PROMPT. Every line of the entries below that mentions "ExprArena" is to be copied out.

.....

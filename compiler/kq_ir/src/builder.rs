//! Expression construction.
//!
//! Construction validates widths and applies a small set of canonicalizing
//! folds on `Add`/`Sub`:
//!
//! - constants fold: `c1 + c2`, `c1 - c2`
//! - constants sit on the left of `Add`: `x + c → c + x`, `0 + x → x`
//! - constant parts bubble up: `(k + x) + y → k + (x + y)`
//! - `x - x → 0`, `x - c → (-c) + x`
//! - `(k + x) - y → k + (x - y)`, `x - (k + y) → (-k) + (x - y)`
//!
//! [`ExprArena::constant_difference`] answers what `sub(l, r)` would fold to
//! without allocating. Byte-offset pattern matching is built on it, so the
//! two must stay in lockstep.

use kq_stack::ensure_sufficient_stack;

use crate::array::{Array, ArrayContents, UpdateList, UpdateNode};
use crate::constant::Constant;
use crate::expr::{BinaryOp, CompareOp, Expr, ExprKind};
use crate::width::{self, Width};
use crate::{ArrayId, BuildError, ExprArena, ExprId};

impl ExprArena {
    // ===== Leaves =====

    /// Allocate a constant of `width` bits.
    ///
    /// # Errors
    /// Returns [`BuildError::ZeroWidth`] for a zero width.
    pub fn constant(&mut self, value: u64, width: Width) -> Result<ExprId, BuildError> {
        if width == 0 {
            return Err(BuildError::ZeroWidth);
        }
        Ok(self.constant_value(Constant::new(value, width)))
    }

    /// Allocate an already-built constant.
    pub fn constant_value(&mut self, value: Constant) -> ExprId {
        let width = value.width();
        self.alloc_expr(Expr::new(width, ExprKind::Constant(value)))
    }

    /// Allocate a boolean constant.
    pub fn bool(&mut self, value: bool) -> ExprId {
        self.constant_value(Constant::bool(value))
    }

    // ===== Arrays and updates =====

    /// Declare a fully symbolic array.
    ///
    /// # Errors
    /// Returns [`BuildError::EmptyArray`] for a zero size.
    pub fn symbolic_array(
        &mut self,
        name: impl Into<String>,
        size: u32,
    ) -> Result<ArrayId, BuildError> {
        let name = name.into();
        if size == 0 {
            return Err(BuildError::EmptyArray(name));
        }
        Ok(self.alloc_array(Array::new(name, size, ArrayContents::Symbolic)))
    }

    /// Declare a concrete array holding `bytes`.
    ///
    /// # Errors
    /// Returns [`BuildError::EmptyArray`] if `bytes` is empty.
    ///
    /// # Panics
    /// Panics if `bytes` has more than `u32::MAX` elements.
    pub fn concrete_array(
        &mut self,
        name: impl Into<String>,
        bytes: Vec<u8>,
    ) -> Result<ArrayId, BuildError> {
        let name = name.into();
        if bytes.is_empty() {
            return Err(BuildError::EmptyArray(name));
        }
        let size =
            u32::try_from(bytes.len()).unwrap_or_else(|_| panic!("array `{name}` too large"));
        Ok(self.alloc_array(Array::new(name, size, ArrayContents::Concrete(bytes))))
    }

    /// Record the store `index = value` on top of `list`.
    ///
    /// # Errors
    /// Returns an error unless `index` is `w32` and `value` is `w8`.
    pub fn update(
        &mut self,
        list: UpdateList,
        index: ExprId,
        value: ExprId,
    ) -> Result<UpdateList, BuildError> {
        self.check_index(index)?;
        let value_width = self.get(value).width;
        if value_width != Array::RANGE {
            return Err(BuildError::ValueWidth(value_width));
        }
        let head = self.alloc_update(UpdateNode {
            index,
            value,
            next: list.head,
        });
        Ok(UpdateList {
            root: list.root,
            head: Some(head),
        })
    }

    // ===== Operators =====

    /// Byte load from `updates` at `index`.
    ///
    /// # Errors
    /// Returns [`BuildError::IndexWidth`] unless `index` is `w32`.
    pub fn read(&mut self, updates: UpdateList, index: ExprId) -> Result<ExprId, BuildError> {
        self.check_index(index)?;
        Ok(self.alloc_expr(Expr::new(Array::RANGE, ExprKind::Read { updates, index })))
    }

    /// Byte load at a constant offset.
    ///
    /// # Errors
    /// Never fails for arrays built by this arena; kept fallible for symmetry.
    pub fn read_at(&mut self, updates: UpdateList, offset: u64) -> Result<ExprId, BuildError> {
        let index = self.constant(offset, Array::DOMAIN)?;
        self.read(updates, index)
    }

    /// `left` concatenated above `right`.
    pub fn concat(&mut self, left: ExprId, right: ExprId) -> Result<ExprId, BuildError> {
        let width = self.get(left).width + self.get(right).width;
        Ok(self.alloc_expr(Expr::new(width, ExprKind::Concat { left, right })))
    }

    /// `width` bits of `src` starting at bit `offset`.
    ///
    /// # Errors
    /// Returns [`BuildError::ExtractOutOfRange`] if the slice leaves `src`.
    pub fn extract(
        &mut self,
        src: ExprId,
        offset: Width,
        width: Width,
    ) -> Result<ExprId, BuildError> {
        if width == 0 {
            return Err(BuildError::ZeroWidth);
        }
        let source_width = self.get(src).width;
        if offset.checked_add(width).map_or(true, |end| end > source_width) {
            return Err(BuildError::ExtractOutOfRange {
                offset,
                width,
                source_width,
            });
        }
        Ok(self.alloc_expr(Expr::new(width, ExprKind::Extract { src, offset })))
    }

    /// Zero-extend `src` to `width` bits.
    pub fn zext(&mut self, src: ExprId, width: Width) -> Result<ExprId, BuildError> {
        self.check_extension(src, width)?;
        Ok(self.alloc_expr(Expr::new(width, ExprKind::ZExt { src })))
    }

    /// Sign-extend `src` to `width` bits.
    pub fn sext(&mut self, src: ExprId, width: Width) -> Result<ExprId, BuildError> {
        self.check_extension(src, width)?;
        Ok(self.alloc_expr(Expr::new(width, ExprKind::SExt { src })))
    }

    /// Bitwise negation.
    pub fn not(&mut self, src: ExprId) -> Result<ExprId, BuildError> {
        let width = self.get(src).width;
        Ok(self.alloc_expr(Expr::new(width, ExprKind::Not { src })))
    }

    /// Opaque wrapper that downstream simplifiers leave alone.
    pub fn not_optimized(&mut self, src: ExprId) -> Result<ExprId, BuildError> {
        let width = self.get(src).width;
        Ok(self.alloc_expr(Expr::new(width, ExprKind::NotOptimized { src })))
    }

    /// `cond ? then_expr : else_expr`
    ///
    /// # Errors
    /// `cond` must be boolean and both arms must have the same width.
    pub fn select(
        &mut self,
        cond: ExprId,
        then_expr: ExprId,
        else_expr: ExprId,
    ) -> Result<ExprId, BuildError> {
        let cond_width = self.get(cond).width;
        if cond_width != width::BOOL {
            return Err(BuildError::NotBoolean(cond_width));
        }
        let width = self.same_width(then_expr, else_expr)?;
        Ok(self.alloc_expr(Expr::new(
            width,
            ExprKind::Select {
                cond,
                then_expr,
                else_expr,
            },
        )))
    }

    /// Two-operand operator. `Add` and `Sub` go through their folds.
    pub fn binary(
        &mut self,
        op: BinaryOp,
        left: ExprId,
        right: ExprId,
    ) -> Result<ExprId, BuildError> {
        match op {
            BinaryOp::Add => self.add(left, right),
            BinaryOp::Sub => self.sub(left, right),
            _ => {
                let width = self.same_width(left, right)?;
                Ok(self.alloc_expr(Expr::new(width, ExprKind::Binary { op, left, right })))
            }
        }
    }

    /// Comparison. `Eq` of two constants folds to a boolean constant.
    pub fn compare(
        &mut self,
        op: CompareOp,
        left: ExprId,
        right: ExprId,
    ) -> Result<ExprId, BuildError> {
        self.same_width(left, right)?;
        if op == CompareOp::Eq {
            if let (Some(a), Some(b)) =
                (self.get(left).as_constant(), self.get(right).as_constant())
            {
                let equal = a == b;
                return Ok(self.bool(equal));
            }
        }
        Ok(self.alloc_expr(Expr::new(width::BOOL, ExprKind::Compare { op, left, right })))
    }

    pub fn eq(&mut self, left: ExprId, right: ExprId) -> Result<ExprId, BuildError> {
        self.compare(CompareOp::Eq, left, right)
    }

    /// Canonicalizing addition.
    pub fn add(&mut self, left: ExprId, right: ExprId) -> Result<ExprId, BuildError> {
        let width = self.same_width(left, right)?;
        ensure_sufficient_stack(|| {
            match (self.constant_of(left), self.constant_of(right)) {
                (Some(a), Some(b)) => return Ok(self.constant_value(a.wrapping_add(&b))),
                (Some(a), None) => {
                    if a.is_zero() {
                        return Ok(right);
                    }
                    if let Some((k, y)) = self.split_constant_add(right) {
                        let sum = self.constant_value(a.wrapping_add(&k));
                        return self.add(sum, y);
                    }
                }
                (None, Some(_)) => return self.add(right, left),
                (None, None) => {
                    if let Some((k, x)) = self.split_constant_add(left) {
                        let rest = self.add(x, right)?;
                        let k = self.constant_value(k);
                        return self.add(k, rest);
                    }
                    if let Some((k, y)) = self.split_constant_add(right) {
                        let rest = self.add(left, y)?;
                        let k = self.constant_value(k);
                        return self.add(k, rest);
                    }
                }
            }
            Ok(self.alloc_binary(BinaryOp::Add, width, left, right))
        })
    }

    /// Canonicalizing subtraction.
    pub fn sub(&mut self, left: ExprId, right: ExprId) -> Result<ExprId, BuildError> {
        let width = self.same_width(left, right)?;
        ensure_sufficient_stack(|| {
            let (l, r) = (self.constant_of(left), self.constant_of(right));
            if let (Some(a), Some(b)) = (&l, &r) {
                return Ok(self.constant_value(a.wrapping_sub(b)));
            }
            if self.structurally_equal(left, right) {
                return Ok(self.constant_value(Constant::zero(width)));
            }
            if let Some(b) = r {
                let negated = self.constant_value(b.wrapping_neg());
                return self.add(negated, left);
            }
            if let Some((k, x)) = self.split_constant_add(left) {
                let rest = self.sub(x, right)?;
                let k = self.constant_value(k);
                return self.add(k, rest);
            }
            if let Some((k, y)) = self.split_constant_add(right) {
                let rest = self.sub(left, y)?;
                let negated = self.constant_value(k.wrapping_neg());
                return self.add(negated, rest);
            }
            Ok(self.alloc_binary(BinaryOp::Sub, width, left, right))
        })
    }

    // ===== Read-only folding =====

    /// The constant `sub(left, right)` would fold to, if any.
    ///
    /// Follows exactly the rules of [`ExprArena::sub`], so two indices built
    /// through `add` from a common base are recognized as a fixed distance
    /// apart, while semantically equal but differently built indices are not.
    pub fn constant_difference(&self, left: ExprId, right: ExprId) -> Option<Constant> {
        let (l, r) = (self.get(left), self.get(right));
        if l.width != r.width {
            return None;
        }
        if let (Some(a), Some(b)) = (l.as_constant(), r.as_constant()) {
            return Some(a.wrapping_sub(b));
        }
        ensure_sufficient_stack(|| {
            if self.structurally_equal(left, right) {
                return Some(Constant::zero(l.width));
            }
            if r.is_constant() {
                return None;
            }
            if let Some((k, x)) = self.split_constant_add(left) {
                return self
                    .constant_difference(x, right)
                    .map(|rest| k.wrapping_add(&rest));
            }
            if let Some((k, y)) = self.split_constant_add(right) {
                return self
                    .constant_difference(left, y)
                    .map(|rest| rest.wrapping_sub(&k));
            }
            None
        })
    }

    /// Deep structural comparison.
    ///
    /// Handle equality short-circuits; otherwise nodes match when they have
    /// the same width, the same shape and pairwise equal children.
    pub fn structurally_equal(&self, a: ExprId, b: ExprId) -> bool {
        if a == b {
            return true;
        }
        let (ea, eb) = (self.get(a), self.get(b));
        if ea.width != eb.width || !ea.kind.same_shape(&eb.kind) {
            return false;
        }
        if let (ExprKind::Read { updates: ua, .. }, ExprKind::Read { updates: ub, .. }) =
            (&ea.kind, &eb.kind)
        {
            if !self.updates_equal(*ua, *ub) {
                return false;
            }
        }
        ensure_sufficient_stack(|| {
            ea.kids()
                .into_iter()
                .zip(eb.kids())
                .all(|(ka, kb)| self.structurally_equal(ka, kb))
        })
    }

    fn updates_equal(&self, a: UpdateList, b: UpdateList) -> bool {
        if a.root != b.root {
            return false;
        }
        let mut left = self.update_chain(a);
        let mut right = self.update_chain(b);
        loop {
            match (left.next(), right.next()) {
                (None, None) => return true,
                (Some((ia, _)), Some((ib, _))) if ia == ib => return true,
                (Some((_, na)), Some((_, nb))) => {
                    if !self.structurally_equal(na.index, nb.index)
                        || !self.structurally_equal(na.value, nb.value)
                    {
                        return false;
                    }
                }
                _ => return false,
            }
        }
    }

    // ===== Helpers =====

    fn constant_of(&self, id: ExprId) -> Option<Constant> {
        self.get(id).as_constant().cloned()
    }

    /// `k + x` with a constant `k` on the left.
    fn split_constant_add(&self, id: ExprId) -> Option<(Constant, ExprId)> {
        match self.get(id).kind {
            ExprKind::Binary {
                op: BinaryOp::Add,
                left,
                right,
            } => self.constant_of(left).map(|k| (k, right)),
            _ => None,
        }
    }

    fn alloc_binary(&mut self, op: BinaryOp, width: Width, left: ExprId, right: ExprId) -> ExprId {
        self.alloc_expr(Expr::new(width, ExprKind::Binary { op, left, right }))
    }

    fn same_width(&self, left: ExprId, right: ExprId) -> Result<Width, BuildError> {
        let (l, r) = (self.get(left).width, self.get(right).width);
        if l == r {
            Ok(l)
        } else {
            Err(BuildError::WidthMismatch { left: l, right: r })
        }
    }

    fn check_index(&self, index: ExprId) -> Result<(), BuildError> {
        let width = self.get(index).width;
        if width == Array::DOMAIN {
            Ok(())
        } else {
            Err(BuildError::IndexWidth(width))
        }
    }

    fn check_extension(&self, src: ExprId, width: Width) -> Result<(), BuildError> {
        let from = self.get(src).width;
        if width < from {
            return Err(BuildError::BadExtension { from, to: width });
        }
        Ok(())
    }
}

.....

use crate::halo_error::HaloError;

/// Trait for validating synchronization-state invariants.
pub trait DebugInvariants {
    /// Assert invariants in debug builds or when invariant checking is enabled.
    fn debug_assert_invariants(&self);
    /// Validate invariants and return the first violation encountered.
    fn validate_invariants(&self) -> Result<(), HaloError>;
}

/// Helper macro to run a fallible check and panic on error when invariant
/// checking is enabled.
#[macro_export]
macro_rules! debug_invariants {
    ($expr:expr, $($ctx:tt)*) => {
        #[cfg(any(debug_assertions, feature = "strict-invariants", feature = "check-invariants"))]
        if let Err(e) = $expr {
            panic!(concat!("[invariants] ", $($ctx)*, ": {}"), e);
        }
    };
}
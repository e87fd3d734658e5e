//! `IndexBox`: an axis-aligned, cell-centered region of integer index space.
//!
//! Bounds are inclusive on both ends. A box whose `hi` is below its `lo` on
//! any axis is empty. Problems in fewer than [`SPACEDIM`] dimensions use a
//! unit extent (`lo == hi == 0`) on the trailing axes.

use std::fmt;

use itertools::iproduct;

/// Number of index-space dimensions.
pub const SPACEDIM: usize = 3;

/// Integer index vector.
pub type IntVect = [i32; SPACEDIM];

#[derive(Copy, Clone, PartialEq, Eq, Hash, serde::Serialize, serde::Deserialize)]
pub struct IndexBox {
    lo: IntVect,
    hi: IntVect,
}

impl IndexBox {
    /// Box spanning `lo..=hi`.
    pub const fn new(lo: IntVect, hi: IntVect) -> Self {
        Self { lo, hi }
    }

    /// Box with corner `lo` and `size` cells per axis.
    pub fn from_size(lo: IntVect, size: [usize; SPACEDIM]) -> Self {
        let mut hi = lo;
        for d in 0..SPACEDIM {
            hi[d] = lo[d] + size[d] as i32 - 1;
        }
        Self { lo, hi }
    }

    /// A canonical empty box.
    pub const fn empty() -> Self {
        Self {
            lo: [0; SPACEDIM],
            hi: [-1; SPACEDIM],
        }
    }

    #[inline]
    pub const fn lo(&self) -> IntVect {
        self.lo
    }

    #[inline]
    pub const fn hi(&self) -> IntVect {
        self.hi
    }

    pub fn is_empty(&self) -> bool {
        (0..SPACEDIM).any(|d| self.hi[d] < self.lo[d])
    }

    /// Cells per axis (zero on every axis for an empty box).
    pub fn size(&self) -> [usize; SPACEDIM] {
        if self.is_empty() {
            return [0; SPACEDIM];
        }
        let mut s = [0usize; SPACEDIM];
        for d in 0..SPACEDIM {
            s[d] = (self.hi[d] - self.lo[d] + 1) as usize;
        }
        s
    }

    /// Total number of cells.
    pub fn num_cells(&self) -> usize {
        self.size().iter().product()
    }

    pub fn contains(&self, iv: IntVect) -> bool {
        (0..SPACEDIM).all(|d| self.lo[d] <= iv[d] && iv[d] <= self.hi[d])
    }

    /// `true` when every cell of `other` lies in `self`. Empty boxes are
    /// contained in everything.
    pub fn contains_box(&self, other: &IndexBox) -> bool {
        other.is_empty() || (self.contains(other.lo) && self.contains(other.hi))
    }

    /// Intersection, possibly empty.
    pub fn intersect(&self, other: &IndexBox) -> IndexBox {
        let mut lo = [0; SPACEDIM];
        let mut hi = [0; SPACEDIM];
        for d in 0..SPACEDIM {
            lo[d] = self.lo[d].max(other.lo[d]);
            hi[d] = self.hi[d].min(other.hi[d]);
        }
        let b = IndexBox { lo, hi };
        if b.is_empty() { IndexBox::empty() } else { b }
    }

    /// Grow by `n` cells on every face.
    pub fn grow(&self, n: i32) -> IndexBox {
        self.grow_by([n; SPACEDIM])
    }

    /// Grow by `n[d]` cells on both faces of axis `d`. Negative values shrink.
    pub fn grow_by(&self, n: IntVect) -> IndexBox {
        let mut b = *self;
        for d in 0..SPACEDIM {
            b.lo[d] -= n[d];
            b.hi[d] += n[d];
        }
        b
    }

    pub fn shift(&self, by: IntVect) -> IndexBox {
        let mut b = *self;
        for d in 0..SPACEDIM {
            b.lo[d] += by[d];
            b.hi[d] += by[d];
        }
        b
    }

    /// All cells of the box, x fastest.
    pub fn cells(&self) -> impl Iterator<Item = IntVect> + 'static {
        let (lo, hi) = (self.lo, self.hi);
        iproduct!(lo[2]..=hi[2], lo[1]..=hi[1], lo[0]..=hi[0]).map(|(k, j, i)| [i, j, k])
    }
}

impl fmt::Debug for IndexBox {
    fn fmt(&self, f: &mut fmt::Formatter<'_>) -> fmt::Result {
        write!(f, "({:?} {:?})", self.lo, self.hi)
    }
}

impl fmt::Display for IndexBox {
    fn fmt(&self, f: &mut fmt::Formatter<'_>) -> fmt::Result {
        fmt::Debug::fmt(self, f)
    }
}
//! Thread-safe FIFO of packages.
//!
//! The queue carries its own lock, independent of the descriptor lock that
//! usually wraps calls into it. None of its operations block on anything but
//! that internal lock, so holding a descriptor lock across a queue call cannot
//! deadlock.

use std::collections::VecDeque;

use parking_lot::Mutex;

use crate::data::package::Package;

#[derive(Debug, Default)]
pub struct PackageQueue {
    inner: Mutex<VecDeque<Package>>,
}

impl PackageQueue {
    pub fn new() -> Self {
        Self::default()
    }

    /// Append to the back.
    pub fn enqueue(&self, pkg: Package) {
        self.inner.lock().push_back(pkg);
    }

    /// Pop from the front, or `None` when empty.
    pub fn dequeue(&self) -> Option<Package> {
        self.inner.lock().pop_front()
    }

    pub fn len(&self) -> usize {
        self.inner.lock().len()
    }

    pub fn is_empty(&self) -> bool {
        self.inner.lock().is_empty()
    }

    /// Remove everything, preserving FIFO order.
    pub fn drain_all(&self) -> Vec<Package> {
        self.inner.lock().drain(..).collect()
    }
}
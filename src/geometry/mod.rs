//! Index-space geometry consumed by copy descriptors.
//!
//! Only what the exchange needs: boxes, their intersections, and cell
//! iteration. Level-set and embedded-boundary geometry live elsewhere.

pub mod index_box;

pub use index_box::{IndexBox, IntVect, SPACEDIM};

.....

ANSWER.
//! [`ExprArena::constant_difference`] answers what `sub(l, r)` would fold to
use crate::{ArrayId, BuildError, ExprArena, ExprId};
impl ExprArena {
    /// Follows exactly the rules of [`ExprArena::sub`], so two indices built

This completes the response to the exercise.